Lale arabadan inip merdivenlerin başında ölü fareyi görünce eşine baktı. Eşi de “bana bakma geçen sene beslediğin kediler geleceğini anladılar her halde” dedi. Lale bakmaya devam edince eşi “Kediler; ‘evinizi farelerden koruduk’ mesajını veriyor” diye devam etti. Lale iç çekerek eşinin ölü fareyi almasını izledi. İçinden “farenin bile bir hedefi, hedefi doğrultusunda bir stratejisi var” diye düşündü. 10 aydır kapalı duran yazlığında kızlarıyla yapacağı temizliğin stratejisini düşündü.
Kocaman bir örümcek kapıda onları karşılıyordu. Ortanca kız örümcekten korkarak geri çekildi. “Keşke hayatta örümcek olmasaydı” dedi. “Baba biz geldiğimize göre bu hayvanlar gidecekler” değil mi diye sordu küçük kız. Etrafta kocaman böcekler dolaşıyordu kızlar çığlık çığlığa kaçışıyordu. Büyük kız “Belki de onlar ev sahibi biz misafiriz” dedi. “Baksana onlar yaz kış buradalar biz sadece 2 ay geliyoruz” dedi.
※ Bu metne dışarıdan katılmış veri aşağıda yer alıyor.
//! `pixelmill batch`: filter every image in a folder concurrently.

use std::path::PathBuf;

use anyhow::Result;
use clap::Args;
use indicatif::ProgressBar;

use crate::cli::Output;
use crate::cli::commands::{FilterArg, resolve_filter};
use crate::config::PixelmillConfig;
use crate::engine::FilterEngine;
use crate::error::PixelmillError;
use crate::pipeline::{BatchEvent, BatchHandle, BatchOutcome, UnitOfWork, discover_inputs};
use crate::storage::{self, CounterNamer, PersistenceNamer};

#[derive(Debug, Args)]
pub struct BatchArgs {
    /// Folder containing the images to process
    #[arg(value_name = "FOLDER")]
    pub folder: PathBuf,

    /// Filter to apply to every image
    #[arg(short, long, value_enum)]
    pub filter: FilterArg,

    /// Brightness multiplier (only meaningful with --filter brightness)
    #[arg(long)]
    pub factor: Option<f32>,

    /// Worker threads (overrides config; 0 = one per CPU core)
    #[arg(short, long)]
    pub workers: Option<usize>,

    /// Recurse into subfolders
    #[arg(short, long)]
    pub recursive: bool,

    /// Output directory (default from config)
    #[arg(short, long)]
    pub output_dir: Option<PathBuf>,
}

pub fn execute(args: BatchArgs, config: &PixelmillConfig, out: &Output) -> Result<()> {
    let filter = resolve_filter(args.filter, args.factor, config);
    filter.validate()?;

    out.step(&format!("Discovering images in {}", args.folder.display()));
    let recursive = args.recursive || config.batch.recursive;
    let inputs = discover_inputs(&args.folder, &config.batch.extensions, recursive)?;
    if inputs.is_empty() {
        return Err(PixelmillError::EmptyFolder { path: args.folder }.into());
    }
    out.info(&format!("{} images found", inputs.len()));

    let workers = args.workers.unwrap_or(config.pipeline.workers);
    let engine = FilterEngine::new(workers);
    let units = inputs
        .iter()
        .map(|path| UnitOfWork::from_path(path.clone(), filter))
        .collect();

    let handle = engine.run_batch(units);
    let bar = out.progress_bar(inputs.len() as u64, "filtering");
    let outcome = drive_progress(&handle, &bar);
    bar.finish_and_clear();

    let output_dir = args
        .output_dir
        .unwrap_or_else(|| config.resolved_output_dir());
    let saved = save_outputs(&handle, &output_dir, config, out)?;

    match outcome {
        BatchOutcome::AllSucceeded => {
            out.success(&format!(
                "Processed {} images into {}",
                saved,
                output_dir.display()
            ));
        }
        BatchOutcome::PartialFailure(failures) => {
            out.warning(&format!(
                "{} of {} images failed",
                failures.len(),
                inputs.len()
            ));
            for failure in &failures {
                out.list_item(&format!("{}: {}", failure.source.display(), failure.error));
            }
            out.success(&format!(
                "Saved {} processed images into {}",
                saved,
                output_dir.display()
            ));
        }
    }
    Ok(())
}

/// Mirrors the batch's event stream onto the progress bar until the
/// terminal event arrives.
fn drive_progress(handle: &BatchHandle, bar: &ProgressBar) -> BatchOutcome {
    for event in handle.events().iter() {
        match event {
            BatchEvent::Progress(snapshot) => bar.set_position(snapshot.completed as u64),
            BatchEvent::UnitFinished { source, succeeded } => {
                let name = source
                    .file_name()
                    .map(|name| name.to_string_lossy().into_owned())
                    .unwrap_or_else(|| source.display().to_string());
                bar.set_message(if succeeded { name } else { format!("{name} failed") });
            }
            BatchEvent::Finished(outcome) => return outcome,
        }
    }
    handle.wait()
}

fn save_outputs(
    handle: &BatchHandle,
    output_dir: &std::path::Path,
    config: &PixelmillConfig,
    out: &Output,
) -> Result<usize> {
    let mut outputs = handle.take_outputs();
    // Save in discovery order, not completion order.
    outputs.sort_by(|a, b| a.0.cmp(&b.0));

    let namer = CounterNamer;
    let mut saved = 0;
    for (source, image) in outputs {
        let desired = output_dir.join(storage::processed_name(&source, &config.output.suffix));
        let target = namer.unique_name(&desired);
        storage::save_image(&image, &target)?;
        out.verbose(&format!("{} -> {}", source.display(), target.display()));
        saved += 1;
    }
    Ok(saved)
}
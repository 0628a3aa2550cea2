//! Persisting processed images without name collisions.

use std::path::{Path, PathBuf};

use tracing::debug;

use crate::error::{PixelmillError, Result};
use crate::image::ImageBuffer;

/// Derives a target name that does not collide with existing files.
pub trait PersistenceNamer {
    fn unique_name(&self, desired: &Path) -> PathBuf;
}

/// Appends `_1`, `_2`, ... before the extension until the name is free.
#[derive(Debug, Default)]
pub struct CounterNamer;

impl PersistenceNamer for CounterNamer {
    fn unique_name(&self, desired: &Path) -> PathBuf {
        if !desired.exists() {
            return desired.to_path_buf();
        }
        let stem = desired.file_stem().and_then(|s| s.to_str()).unwrap_or("image");
        let extension = desired.extension().and_then(|s| s.to_str());
        let parent = desired.parent().unwrap_or_else(|| Path::new("."));
        let mut counter = 1;
        loop {
            let name = match extension {
                Some(ext) => format!("{stem}_{counter}.{ext}"),
                None => format!("{stem}_{counter}"),
            };
            let candidate = parent.join(name);
            if !candidate.exists() {
                return candidate;
            }
            counter += 1;
        }
    }
}

/// Default location for processed images: `~/ProcessedImages`.
pub fn default_output_dir() -> PathBuf {
    dirs::home_dir()
        .unwrap_or_else(|| PathBuf::from("."))
        .join("ProcessedImages")
}

/// Names a processed derivative: `photo.jpg` -> `photo_processed.png`.
pub fn processed_name(source: &Path, suffix: &str) -> PathBuf {
    let stem = source.file_stem().and_then(|s| s.to_str()).unwrap_or("image");
    PathBuf::from(format!("{stem}{suffix}.png"))
}

/// Encodes the buffer as an 8-bit image, creating parent directories as
/// needed. The format follows the target extension; targets without one
/// get PNG.
pub fn save_image(image: &ImageBuffer, path: &Path) -> Result<()> {
    if let Some(parent) = path.parent() {
        std::fs::create_dir_all(parent).map_err(|err| PixelmillError::SaveFailure {
            path: path.to_path_buf(),
            source: Box::new(err),
        })?;
    }

    let mut encoded = image_rs::RgbImage::new(image.width(), image.height());
    for (x, y, out) in encoded.enumerate_pixels_mut() {
        let px = image.pixel(x, y);
        *out = image_rs::Rgb([to_u8(px.r), to_u8(px.g), to_u8(px.b)]);
    }

    let result = if path.extension().is_some() {
        encoded.save(path)
    } else {
        encoded.save_with_format(path, image_rs::ImageFormat::Png)
    };
    result.map_err(|err| PixelmillError::SaveFailure {
        path: path.to_path_buf(),
        source: Box::new(err),
    })?;
    debug!(path = %path.display(), "image saved");
    Ok(())
}

fn to_u8(channel: f32) -> u8 {
    (channel.clamp(0.0, 1.0) * 255.0).round() as u8
}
Baba küçük kızına bakarak “Hiçbir hayvan boşuna yaratılmamış hepsinin bir hedefi var” dedi. “Bizim hedefimiz ne” diye sordu ortanca kız. Annesi “İlk hedefimiz temizlik” deyince kızların yüzleri asıldı. “Başka seçeceğimiz var mı?” Diye sordu ortanca kız. “Evet var” dedi annesi. Küçük kız kardeşinle ilgilenebilirsin. “Nereden başlayacağım temizliğe?” Diye sordu ortanca kız. Belli ki temizliği küçük kız kardeşine tercih ediyordu. Annesi iş bölümü için kâğıt kalem getirmelerini istedi. Annelerinin talimatıyla büyük kız ve ortanca kız yapacakları işleri yazmaya başladılar. Anneleri “bunlar sizin ‘temiz ev’ için hedefleriniz. Her hedef tamamlandıktan sonra üstünü çizebilirsiniz” dedi. Ortanca kız hedeflerinin yanına çiçek, kelebek çiziyor ve mırıldanıyordu; “Ben evlenince temizlik için birini tutacağım çocuklarıma hiç iş yaptırmayacağım!” Büyük kız Deneyimsel Tasarım Öğretisi eğitimi alıyordu. Bildiğini göstermenin tam vaktiydi; “Evli olursun ama aile olamazsın” dedi gururla. “Aile ortak hedeflerde birleşir.” Onun da canı iş yapmak istemiyordu ama sorumluluklarını yerine getirmenin ve getirmemenin hayattaki karşılığını da öğrenmişti.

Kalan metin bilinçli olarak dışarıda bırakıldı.